Purification and multiple forms of phosphoglucomutase from potato tubers

Abstract

Two fractions (Peaks I and II) having phosphoglucomutase [EC 2.7.5.1] activity were separated by DEAE-cellulose chromatography of the crude enzyme preparation from potato [Solanum tuberosum] tubers. Upon separate rechromatography under the same conditions, they were respectively eluted at the same positions as initially eluted. Incubation of Peaks I and II with glucose 1,6-bisphosphate which should cause conversion of the dephosphorylated form to the phosphorylated form caused no change in their eluting positions in rechromatography.
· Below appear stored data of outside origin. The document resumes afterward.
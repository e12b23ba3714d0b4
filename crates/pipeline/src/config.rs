use anyhow::{Context, Result};
use serde::{Deserialize, Serialize};
use std::time::Duration;

use dedup::DedupConfig;
use extract::{ImpactConfig, KeywordTable};
use query::QueryConfig;

/// Everything a pipeline run depends on. Built once and passed explicitly.
#[derive(Debug, Clone, Serialize, Deserialize)]
#[serde(default)]
pub struct PipelineConfig {
    pub mode: OperationMode,
    pub embedding_dimension: usize,
    pub dedup: DedupConfig,
    pub impact: ImpactConfig,
    pub timeouts: TimeoutConfig,
    pub retry: RetryConfig,
    pub query: QueryConfig,
    pub cache: CacheConfig,
    pub keywords: KeywordTable,
}

#[derive(Debug, Clone, Copy, Serialize, Deserialize, PartialEq)]
#[serde(rename_all = "lowercase")]
pub enum OperationMode {
    Fast,     // Short deadlines, cache everything
    Strict,   // Tighter dedup and ranking, no cache
    Balanced,
}

#[derive(Debug, Clone, Serialize, Deserialize)]
pub struct TimeoutConfig {
    pub embed_ms: u64,
    pub extract_ms: u64,
    pub store_ms: u64,
}

impl TimeoutConfig {
    pub fn embed(&self) -> Duration {
        Duration::from_millis(self.embed_ms)
    }

    pub fn extract(&self) -> Duration {
        Duration::from_millis(self.extract_ms)
    }

    pub fn store(&self) -> Duration {
        Duration::from_millis(self.store_ms)
    }
}

#[derive(Debug, Clone, Serialize, Deserialize)]
pub struct RetryConfig {
    pub max_retries: usize,
    pub initial_backoff_ms: u64,
    pub max_backoff_ms: u64,
}

#[derive(Debug, Clone, Serialize, Deserialize)]
pub struct CacheConfig {
    pub enabled: bool,
    pub max_entries: usize,
}

impl Default for PipelineConfig {
    fn default() -> Self {
        Self {
            mode: OperationMode::Balanced,
            embedding_dimension: 384,
            dedup: DedupConfig::default(),
            impact: ImpactConfig::default(),
            timeouts: TimeoutConfig {
                embed_ms: 10_000,
                extract_ms: 60_000,
                store_ms: 5_000,
            },
            retry: RetryConfig {
                max_retries: 1,
                initial_backoff_ms: 250,
                max_backoff_ms: 2_000,
            },
            query: QueryConfig::default(),
            cache: CacheConfig {
                enabled: true,
                max_entries: 10_000,
            },
            keywords: KeywordTable::default(),
        }
    }
}

impl PipelineConfig {
    pub fn fast() -> Self {
        let base = Self::default();
        Self {
            mode: OperationMode::Fast,
            timeouts: TimeoutConfig {
                embed_ms: 3_000,
                extract_ms: 15_000,
                store_ms: 2_000,
            },
            retry: RetryConfig {
                max_retries: 1,
                initial_backoff_ms: 100,
                max_backoff_ms: 500,
            },
            query: QueryConfig {
                candidate_pool: 10,
                ..base.query.clone()
            },
            cache: CacheConfig {
                enabled: true,
                max_entries: 50_000,
            },
            ..base
        }
    }

    pub fn strict() -> Self {
        let base = Self::default();
        Self {
            mode: OperationMode::Strict,
            dedup: DedupConfig {
                similarity_threshold: 0.9,
                ..base.dedup.clone()
            },
            timeouts: TimeoutConfig {
                embed_ms: 30_000,
                extract_ms: 120_000,
                store_ms: 10_000,
            },
            retry: RetryConfig {
                max_retries: 1,
                initial_backoff_ms: 1_000,
                max_backoff_ms: 10_000,
            },
            query: QueryConfig {
                candidate_pool: 50,
                relevance_floor: 0.35,
                ..base.query.clone()
            },
            cache: CacheConfig {
                enabled: false,
                max_entries: 0,
            },
            ..base
        }
    }

    /// Parse JSON (missing fields take defaults) and validate.
    pub fn from_json_str(json: &str) -> Result<Self> {
        let config: Self = serde_json::from_str(json).context("Failed to parse pipeline config")?;
        config.validate()?;
        Ok(config)
    }

    /// Apply `NEWS_*` overrides from the process environment.
    pub fn apply_env_overrides(&mut self) -> Result<()> {
        self.apply_overrides(|key| std::env::var(key).ok())
    }

    pub fn apply_overrides(&mut self, lookup: impl Fn(&str) -> Option<String>) -> Result<()> {
        if let Some(raw) = lookup("NEWS_SIMILARITY_THRESHOLD") {
            self.dedup.similarity_threshold = raw
                .trim()
                .parse()
                .with_context(|| format!("NEWS_SIMILARITY_THRESHOLD is not a number: {raw}"))?;
        }
        if let Some(raw) = lookup("NEWS_EMBED_TIMEOUT_MS") {
            self.timeouts.embed_ms = raw
                .trim()
                .parse()
                .with_context(|| format!("NEWS_EMBED_TIMEOUT_MS is not an integer: {raw}"))?;
        }
        if let Some(raw) = lookup("NEWS_RELEVANCE_FLOOR") {
            self.query.relevance_floor = raw
                .trim()
                .parse()
                .with_context(|| format!("NEWS_RELEVANCE_FLOOR is not a number: {raw}"))?;
        }
        self.validate()
    }

    pub fn validate(&self) -> Result<()> {
        let mut problems = Vec::new();

        if self.embedding_dimension == 0 {
            problems.push("embedding_dimension must be positive".to_string());
        }
        let unit = |name: &str, value: f32, problems: &mut Vec<String>| {
            if !(0.0..=1.0).contains(&value) {
                problems.push(format!("{name} must be within [0, 1], got {value}"));
            }
        };
        unit("dedup.similarity_threshold", self.dedup.similarity_threshold, &mut problems);
        unit("impact.sector_min", self.impact.sector_min, &mut problems);
        unit("impact.sector_max", self.impact.sector_max, &mut problems);
        unit("impact.regulator_min", self.impact.regulator_min, &mut problems);
        unit("impact.regulator_max", self.impact.regulator_max, &mut problems);

        if self.dedup.material_length_ratio < 1.0 {
            problems.push("dedup.material_length_ratio must be at least 1".to_string());
        }
        if self.impact.sector_min > self.impact.sector_max {
            problems.push("impact.sector_min exceeds impact.sector_max".to_string());
        }
        if self.impact.regulator_min > self.impact.regulator_max {
            problems.push("impact.regulator_min exceeds impact.regulator_max".to_string());
        }
        if self.query.relevance_floor < 0.0 {
            problems.push("query.relevance_floor must not be negative".to_string());
        }
        if self.query.max_results_cap == 0 || self.query.default_max_results == 0 {
            problems.push("query result limits must be positive".to_string());
        }
        if self.retry.max_retries > 1 {
            problems.push(format!("retry.max_retries must be 0 or 1, got {}", self.retry.max_retries));
        }
        if self.retry.initial_backoff_ms > self.retry.max_backoff_ms {
            problems.push("retry.initial_backoff_ms exceeds retry.max_backoff_ms".to_string());
        }
        if self.timeouts.embed_ms == 0 || self.timeouts.extract_ms == 0 || self.timeouts.store_ms == 0 {
            problems.push("timeouts must be positive".to_string());
        }

        if problems.is_empty() {
            Ok(())
        } else {
            anyhow::bail!("Invalid pipeline config: {}", problems.join("; "))
        }
    }
}

#[cfg(test)]
mod tests {
    use super::*;
    use std::collections::HashMap;

    #[test]
    fn test_presets_are_valid() {
        PipelineConfig::default().validate().unwrap();
        PipelineConfig::fast().validate().unwrap();
        PipelineConfig::strict().validate().unwrap();
        assert_eq!(PipelineConfig::strict().dedup.similarity_threshold, 0.9);
        assert!(!PipelineConfig::strict().cache.enabled);
        for preset in [PipelineConfig::default(), PipelineConfig::fast(), PipelineConfig::strict()] {
            assert_eq!(preset.retry.max_retries, 1);
        }
    }

    #[test]
    fn test_partial_json_takes_defaults() {
        let config = PipelineConfig::from_json_str(
            r#"{"mode": "fast", "embedding_dimension": 768, "dedup": {"similarity_threshold": 0.8, "material_length_ratio": 2.0}}"#,
        )
        .unwrap();

        assert_eq!(config.mode, OperationMode::Fast);
        assert_eq!(config.embedding_dimension, 768);
        assert_eq!(config.dedup.similarity_threshold, 0.8);
        assert_eq!(config.query.default_max_results, 5);
        assert_eq!(config.keywords.sectors.len(), 6);
    }

    #[test]
    fn test_rejects_out_of_range_values() {
        let err = PipelineConfig::from_json_str(r#"{"dedup": {"similarity_threshold": 1.5, "material_length_ratio": 1.5}}"#)
            .unwrap_err();
        assert!(err.to_string().contains("similarity_threshold"));

        let mut config = PipelineConfig::default();
        config.impact.regulator_min = 0.9;
        assert!(config.validate().is_err());

        let err = PipelineConfig::from_json_str(
            r#"{"retry": {"max_retries": 3, "initial_backoff_ms": 10, "max_backoff_ms": 100}}"#,
        )
        .unwrap_err();
        assert!(err.to_string().contains("max_retries"));
    }

    #[test]
    fn test_overrides() {
        let vars = HashMap::from([
            ("NEWS_SIMILARITY_THRESHOLD", "0.9"),
            ("NEWS_EMBED_TIMEOUT_MS", "1500"),
        ]);
        let mut config = PipelineConfig::default();
        config
            .apply_overrides(|key| vars.get(key).map(|v| v.to_string()))
            .unwrap();

        assert_eq!(config.dedup.similarity_threshold, 0.9);
        assert_eq!(config.timeouts.embed(), Duration::from_millis(1500));
        assert_eq!(config.query.relevance_floor, 0.25);

        let mut config = PipelineConfig::default();
        let err = config
            .apply_overrides(|key| (key == "NEWS_RELEVANCE_FLOOR").then(|| "high".to_string()))
            .unwrap_err();
        assert!(err.to_string().contains("NEWS_RELEVANCE_FLOOR"));
    }
}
The ratio of their contents in the crude extracts were fairly constant among different samples of potato tubers. Peak I was further separated into 3 fractions on isoelectric focusing. The resulting main fraction was purified 1800-fold over the crude extract with a 9% yield. It was homogeneous as judged by polyacrylamide gel electrophoreses in the absence and presence of sodium dodecyl sulfate. Crude extracts from peas and broad beans each contain a single species of phosphoglucomutase which corresponds on the chromatograph to the Peak II enzyme from potato tubers. Apparently phosphoglucomutase from potato tubers contains at least 2, possibly 4, different protein species.